One reason why Darwinian logic is so often bandied around these days like snake oil for revivifying the scholar system to inuring the ranks of the indolent with a ramrod work ethic is it simply a very effective way to stymie the counter narrative. For one it’s able to demystify very complex problems into monkey cue cards to account for the workings of phenomena.

That there are certainly lazy bums who do not want to seek employment even if it stares them straight in the face is given, that the welfare system may even be abused by this scalywag minority remains a palpable truth when one looks to Europe, but to deny wholesale in one Darwinian sweep that it’s no good – is to deny all anecdotal evidence it remains one the most reliable means to alleviate endemic poverty and to even redress social equalities to allow millions to lead fruitful and meaningful lives.

My main gripe is this. Darwinian theory is NOT a rational theory to flesh out historical, cultural, socialogical and political scenery anymore than Snow White and Seven dwarfs can be used for macro-economic planning; it’s at best finger painting and at worst a dereliction of duty on the part of professionals who simply don’t see the need to gain a deeper understanding with subject matter – they’re a best dangerous amatuers. 

What’s urgently required here is a sense of scale that puts everything in the right perspective, one which even suggest Darwinian thoughtware should never be a substitute for the anecdotal approach that can withstand the rigor of critical review.

Sure it can provide a historical vignette how chopsticks from China manage to find their way to Japan, but it cannot flesh out the detailed disquisition on why the belief systems of these two cultures are so diametrically apart – one needs to look at Ethnography for deeper answers.

It can certainly provide a jocular account of why the Jewish Menorah (candlestick) has nine-branches and not four or five, but it cannot account for how over 7 million Jews managed to settle on one of the most inhospitable slivers of land in the Mediterranean; the Jewish Diaspora can only be understood through the optic of middle east history.
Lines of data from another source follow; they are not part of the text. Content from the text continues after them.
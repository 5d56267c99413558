//! Terminal stand-ins for the platform speech resources.
//!
//! The synthesizer "speaks" by printing the utterance word by word, paced by
//! the rate. The recognizer is fed typed text through a `SpeechFeed`, which
//! plays the role of the microphone. Both report back through the same event
//! channel the front end's loop reads.

use assist_core::PlatformEvent;
use assist_core::platform::{
    PlatformError, RecognitionEvent, RecognitionFragment, SpeechRecognizer, SpeechSynthesizer,
    SynthesisErrorKind, SynthesisEvent, Utterance, UtteranceId, Voice,
};
use std::io::Write;
use std::sync::atomic::{AtomicBool, Ordering};
use std::sync::{Arc, Mutex};
use std::time::Duration;
use tokio::sync::mpsc::UnboundedSender;
use tokio::task::JoinHandle;

/// Base time per spoken word at rate 1.0.
const WORD_MILLIS: u64 = 250;
/// How long the voice list takes to "load" after subscribing.
const VOICE_LOAD_DELAY_MS: u64 = 50;

pub type EventTx = UnboundedSender<PlatformEvent>;

fn send(events: &EventTx, event: PlatformEvent) {
    if let Err(e) = events.send(event) {
        tracing::warn!("Failed to deliver speech event: {:?}", e.0);
    }
}

fn installed_voices() -> Vec<Voice> {
    vec![
        Voice::new("samantha", "Samantha", "en-US"),
        Voice::new("daniel", "Daniel", "en-GB"),
        Voice::new("karen", "Karen", "en-AU"),
        Voice::new("amelie", "Amelie", "fr-CA"),
        Voice::new("anna", "Anna", "de-DE"),
    ]
}

pub struct ConsoleSynthesizer {
    events: EventTx,
    voices: Arc<Mutex<Vec<Voice>>>,
    current: Option<(UtteranceId, JoinHandle<()>)>,
    loader: Option<JoinHandle<()>>,
    word_millis: u64,
}

impl ConsoleSynthesizer {
    pub fn new(events: EventTx) -> Self {
        Self {
            events,
            voices: Arc::new(Mutex::new(Vec::new())),
            current: None,
            loader: None,
            word_millis: WORD_MILLIS,
        }
    }

    /// Overrides the per-word pacing.
    pub fn with_word_millis(mut self, word_millis: u64) -> Self {
        self.word_millis = word_millis;
        self
    }
}

impl SpeechSynthesizer for ConsoleSynthesizer {
    fn voices(&self) -> Vec<Voice> {
        match self.voices.lock() {
            Ok(voices) => voices.clone(),
            Err(_) => {
                tracing::error!("Voice list lock poisoned");
                Vec::new()
            }
        }
    }

    fn speak(&mut self, utterance: Utterance) -> Result<(), PlatformError> {
        // The platform queues by default; this one only ever plays the newest request.
        self.cancel();

        let events = self.events.clone();
        let pause = Duration::from_millis((self.word_millis as f32 / utterance.rate.max(0.1)) as u64);
        let id = utterance.id;
        let handle = tokio::spawn(async move {
            send(&events, PlatformEvent::Synthesis(SynthesisEvent::Started(id)));
            let voice = utterance
                .voice
                .as_ref()
                .map(|v| v.name.as_str())
                .unwrap_or("default");
            print!("[{voice}] ");
            for word in utterance.text.split_whitespace() {
                print!("{word} ");
                let _ = std::io::stdout().flush();
                tokio::time::sleep(pause).await;
            }
            println!();
            send(&events, PlatformEvent::Synthesis(SynthesisEvent::Ended(id)));
        });
        self.current = Some((id, handle));
        Ok(())
    }

    fn cancel(&mut self) {
        if let Some((id, handle)) = self.current.take() {
            if !handle.is_finished() {
                handle.abort();
                println!();
                send(
                    &self.events,
                    PlatformEvent::Synthesis(SynthesisEvent::Error(id, SynthesisErrorKind::Canceled)),
                );
            }
        }
    }

    fn watch_voices(&mut self) {
        if self.loader.is_some() {
            return;
        }
        let events = self.events.clone();
        let voices = self.voices.clone();
        self.loader = Some(tokio::spawn(async move {
            tokio::time::sleep(Duration::from_millis(VOICE_LOAD_DELAY_MS)).await;
            if let Ok(mut list) = voices.lock() {
                *list = installed_voices();
            }
            send(&events, PlatformEvent::Synthesis(SynthesisEvent::VoicesChanged));
        }));
    }

    fn unwatch_voices(&mut self) {
        if let Some(loader) = self.loader.take() {
            loader.abort();
        }
    }
}

/// A recognizer driven by typed text instead of a microphone.
pub struct ConsoleRecognizer {
    events: EventTx,
    capturing: Arc<AtomicBool>,
}

/// The "microphone" end of a `ConsoleRecognizer`.
#[derive(Clone)]
pub struct SpeechFeed {
    events: EventTx,
    capturing: Arc<AtomicBool>,
}

impl ConsoleRecognizer {
    pub fn new(events: EventTx) -> Self {
        Self {
            events,
            capturing: Arc::new(AtomicBool::new(false)),
        }
    }

    pub fn feed(&self) -> SpeechFeed {
        SpeechFeed {
            events: self.events.clone(),
            capturing: self.capturing.clone(),
        }
    }
}

impl SpeechRecognizer for ConsoleRecognizer {
    fn start(&mut self) -> Result<(), PlatformError> {
        if self.capturing.swap(true, Ordering::SeqCst) {
            return Err(PlatformError::Busy);
        }
        send(&self.events, PlatformEvent::Recognition(RecognitionEvent::Started));
        Ok(())
    }

    fn stop(&mut self) -> Result<(), PlatformError> {
        if self.capturing.swap(false, Ordering::SeqCst) {
            send(&self.events, PlatformEvent::Recognition(RecognitionEvent::Ended));
        }
        Ok(())
    }

    fn abort(&mut self) {
        self.capturing.store(false, Ordering::SeqCst);
    }
}

impl SpeechFeed {
    /// Delivers `text` as if it had been spoken: first a partial interim
    /// result, then the final transcript. Returns false when not capturing.
    pub fn hear(&self, text: &str) -> bool {
        if !self.capturing.load(Ordering::SeqCst) {
            return false;
        }
        let words: Vec<&str> = text.split_whitespace().collect();
        if words.len() > 1 {
            let partial = words[..words.len() / 2].join(" ");
            send(
                &self.events,
                PlatformEvent::Recognition(RecognitionEvent::Result(vec![
                    RecognitionFragment::interim(&partial),
                ])),
            );
        }
        send(
            &self.events,
            PlatformEvent::Recognition(RecognitionEvent::Result(vec![
                RecognitionFragment::final_text(text),
            ])),
        );
        true
    }
}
Pressed harder it can even probably account for why the cloistered Sisters of Perpetual Hesitation (SPH) gingerly cut up their banana’s into small pieces before passing them with bated breathe into their mouth with a whispering hush. Stretched slightly further, it may even be able to explain why women of a certain free spirited ilk prefer gobble it down with two hands.

But it cannot explain why some people peel the skin, throw away the flesh only to use the inner skin to lubricate their bicycle chain like I do – only the director of the IMH and Dr Lee Wee Ling can explain that.

There lies the broken dreams of Darwinian theory as a reliable means of beaconing out the murk, it’s useless, no good, tak boleh pakai as our Northern cousins would say when they consider it good to boot.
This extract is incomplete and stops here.